● **Problem to solve**: Write out every line exactly, from the first line of the records below through the line that contains "the parser found".

● **Supplied material**:
========================================

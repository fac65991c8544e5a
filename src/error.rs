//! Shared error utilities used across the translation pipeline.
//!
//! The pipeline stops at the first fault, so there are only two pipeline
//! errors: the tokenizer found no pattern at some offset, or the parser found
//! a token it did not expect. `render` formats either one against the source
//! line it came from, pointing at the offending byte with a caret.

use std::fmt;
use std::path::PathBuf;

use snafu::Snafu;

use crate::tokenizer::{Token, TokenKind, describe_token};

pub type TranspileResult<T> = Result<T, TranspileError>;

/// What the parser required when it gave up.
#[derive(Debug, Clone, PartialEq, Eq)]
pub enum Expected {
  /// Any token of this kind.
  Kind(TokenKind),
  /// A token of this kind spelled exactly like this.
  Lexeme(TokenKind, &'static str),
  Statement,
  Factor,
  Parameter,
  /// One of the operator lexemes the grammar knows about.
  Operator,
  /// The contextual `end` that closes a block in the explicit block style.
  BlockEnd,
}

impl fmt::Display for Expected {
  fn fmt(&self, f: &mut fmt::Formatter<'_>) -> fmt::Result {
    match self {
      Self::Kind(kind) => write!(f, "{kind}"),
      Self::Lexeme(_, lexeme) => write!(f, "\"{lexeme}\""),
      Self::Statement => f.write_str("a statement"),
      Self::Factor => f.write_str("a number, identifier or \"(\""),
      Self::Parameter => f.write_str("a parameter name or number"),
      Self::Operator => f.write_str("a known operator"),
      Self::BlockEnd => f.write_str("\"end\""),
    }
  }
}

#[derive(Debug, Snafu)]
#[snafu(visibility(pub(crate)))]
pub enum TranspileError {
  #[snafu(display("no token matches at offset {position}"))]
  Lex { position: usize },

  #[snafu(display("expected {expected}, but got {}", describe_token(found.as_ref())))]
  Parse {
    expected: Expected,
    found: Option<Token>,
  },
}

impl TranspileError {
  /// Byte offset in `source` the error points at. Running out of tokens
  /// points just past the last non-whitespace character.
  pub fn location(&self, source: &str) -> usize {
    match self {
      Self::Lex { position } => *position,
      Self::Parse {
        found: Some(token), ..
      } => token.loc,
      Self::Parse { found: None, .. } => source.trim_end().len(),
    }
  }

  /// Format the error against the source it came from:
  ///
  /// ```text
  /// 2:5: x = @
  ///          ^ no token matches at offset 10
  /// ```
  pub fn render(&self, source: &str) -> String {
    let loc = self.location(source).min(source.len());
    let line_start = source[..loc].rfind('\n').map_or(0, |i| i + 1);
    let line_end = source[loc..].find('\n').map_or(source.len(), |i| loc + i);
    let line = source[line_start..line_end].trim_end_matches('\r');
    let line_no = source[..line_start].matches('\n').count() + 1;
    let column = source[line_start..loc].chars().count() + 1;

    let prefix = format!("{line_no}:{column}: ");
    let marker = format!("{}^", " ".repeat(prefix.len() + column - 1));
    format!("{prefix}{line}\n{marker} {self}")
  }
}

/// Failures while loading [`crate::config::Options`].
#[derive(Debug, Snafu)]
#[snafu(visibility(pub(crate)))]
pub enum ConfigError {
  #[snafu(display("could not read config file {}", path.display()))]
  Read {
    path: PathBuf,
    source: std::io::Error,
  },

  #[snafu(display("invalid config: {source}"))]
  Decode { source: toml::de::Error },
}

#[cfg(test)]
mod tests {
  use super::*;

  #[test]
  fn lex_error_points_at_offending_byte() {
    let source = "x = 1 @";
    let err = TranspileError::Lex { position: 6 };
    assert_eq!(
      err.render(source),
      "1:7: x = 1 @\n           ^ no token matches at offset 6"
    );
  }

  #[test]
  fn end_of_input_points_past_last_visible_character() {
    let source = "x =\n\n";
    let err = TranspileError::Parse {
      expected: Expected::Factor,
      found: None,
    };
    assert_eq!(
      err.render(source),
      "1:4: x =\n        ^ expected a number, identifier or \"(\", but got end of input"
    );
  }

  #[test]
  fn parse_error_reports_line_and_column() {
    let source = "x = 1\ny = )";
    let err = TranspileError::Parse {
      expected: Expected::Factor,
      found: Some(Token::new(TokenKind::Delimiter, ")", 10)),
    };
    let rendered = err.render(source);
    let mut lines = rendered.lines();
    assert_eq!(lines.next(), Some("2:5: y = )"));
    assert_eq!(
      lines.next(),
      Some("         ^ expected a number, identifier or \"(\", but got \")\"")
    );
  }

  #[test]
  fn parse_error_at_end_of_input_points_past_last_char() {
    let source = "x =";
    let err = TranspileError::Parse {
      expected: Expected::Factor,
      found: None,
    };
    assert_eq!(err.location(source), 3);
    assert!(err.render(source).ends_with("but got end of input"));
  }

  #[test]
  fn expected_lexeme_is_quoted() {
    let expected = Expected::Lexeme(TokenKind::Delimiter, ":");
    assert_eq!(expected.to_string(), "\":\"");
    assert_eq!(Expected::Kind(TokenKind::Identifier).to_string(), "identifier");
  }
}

========================================

● **Response to this task**:
repository fac65991c8544e5a
filename src/error.rs
//! Shared error utilities used across the translation pipeline.
//!
//! The pipeline stops at the first fault, so there are only two pipeline
//! errors: the tokenizer found no pattern at some offset, or the parser found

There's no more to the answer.